Beef liver is a nutrient-dense organ meat that is rich in several vitamins and minerals, including vitamin D. A 3-ounce serving of cooked beef liver contains about 42 IU of vitamin D, which is about 5% of the daily recommended intake.

7. Cod Liver Oil

Cod liver oil is a supplement that is derived from the liver of cod fish. It is one of the best sources of vitamin D, with just one tablespoon providing over 1,300 IU of vitamin D, which is more than twice the daily recommended intake for most adults.

However, cod liver oil is also high in vitamin A, so it should be taken in moderation to avoid consuming too much vitamin A.

8. Cheese

Cheese is a delicious and convenient source of several nutrients, including vitamin D.

While most types of cheese only contain small amounts of vitamin D, some varieties like ricotta, Swiss, and cheddar can provide up to 15% of the daily recommended intake per 1-ounce serving.

9. Tofu

Tofu is a plant-based protein that is made from soybeans. It is a great source of several nutrients, including vitamin D. Just one 3.5-ounce serving of tofu can provide about 16% of the daily recommended intake of vitamin D.

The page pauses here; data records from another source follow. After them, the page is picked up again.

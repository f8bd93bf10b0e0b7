pub mod ai;
pub mod audio;
pub mod config;
pub mod http;
pub mod ledger;
pub mod pipeline;
pub mod session;

pub use ai::{AiExtraction, AiExtractor, AiFallback, GeminiExtractor};
pub use audio::{AudioSerializer, AudioTask, SfxKind};
pub use config::Config;
pub use http::{create_router, AppState};
pub use ledger::{
    CancelOutcome, ClaimOutcome, ItemUpdate, MemoryStockStore, ReservationLedger, StockItem,
    StockSnapshot, StockStore,
};
pub use pipeline::{Action, ActionKind, IdPolicy, IntentRouter, PricePolicy, Routed};
pub use session::{
    NicknameCache, ResolutionLog, SalesProcessor, Utterance, VoiceControl, VoiceOutcome,
};
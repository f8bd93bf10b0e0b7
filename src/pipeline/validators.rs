use serde::Deserialize;

/// Valid item id range for the current shop.
///
/// Item ids are small positive integers printed on the garment tags. The
/// upper bound is a hard sanity limit, distinct from the session's live
/// stock size (which grows as the seller introduces new items).
#[derive(Debug, Clone, Deserialize)]
pub struct IdPolicy {
    /// Largest item id that can ever be plausible (default: 1000)
    pub max_item_id: u32,
}

impl Default for IdPolicy {
    fn default() -> Self {
        Self { max_item_id: 1000 }
    }
}

impl IdPolicy {
    pub fn is_valid(&self, n: u32) -> bool {
        n >= 1 && n <= self.max_item_id
    }
}

/// Price plausibility policy.
///
/// Live-commerce prices follow shop conventions: round numbers, a few
/// psychological price points, zero for freebies. Everything here is tuned
/// to one shop's habits and deliberately configurable.
#[derive(Debug, Clone, Deserialize)]
pub struct PricePolicy {
    /// Minimum non-zero price (default: 10)
    pub min: u32,
    /// Maximum price (default: 5000)
    pub max: u32,
    /// Accepted last digits for in-range prices (default: 0 and 9)
    pub allowed_last_digits: Vec<u32>,
    /// Common non-round price points accepted regardless of last digit
    pub whitelist: Vec<u32>,
}

impl Default for PricePolicy {
    fn default() -> Self {
        Self {
            min: 10,
            max: 5000,
            allowed_last_digits: vec![0, 9],
            whitelist: vec![55, 65, 75, 85, 95, 120, 150, 250, 290, 350, 390, 450, 490],
        }
    }
}

impl PricePolicy {
    pub fn is_valid(&self, n: u32) -> bool {
        if n == 0 {
            return true; // freebie
        }
        if n < self.min || n > self.max {
            return false;
        }
        self.allowed_last_digits.contains(&(n % 10)) || self.whitelist.contains(&n)
    }
}

/// Plausible bust measurement in inches.
pub fn is_plausible_bust(n: f32) -> bool {
    (30.0..=70.0).contains(&n)
}

/// Plausible garment length in inches.
pub fn is_plausible_length(n: f32) -> bool {
    (15.0..=60.0).contains(&n)
}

Be sure to choose a variety that is fortified with vitamin D for the most benefits.

10. Canned Tuna

Canned tuna is an affordable and easy-to-find source of vitamin D. One 3-ounce serving of canned tuna contains about 50% of the daily recommended intake of vitamin D.

Just be sure to choose tuna that is packed in oil rather than water for the most vitamin D content.

Disclaimer: This article serves as general information and should not be considered medical advice. Consult a healthcare professional for personalized guidance. Individual circumstances may vary.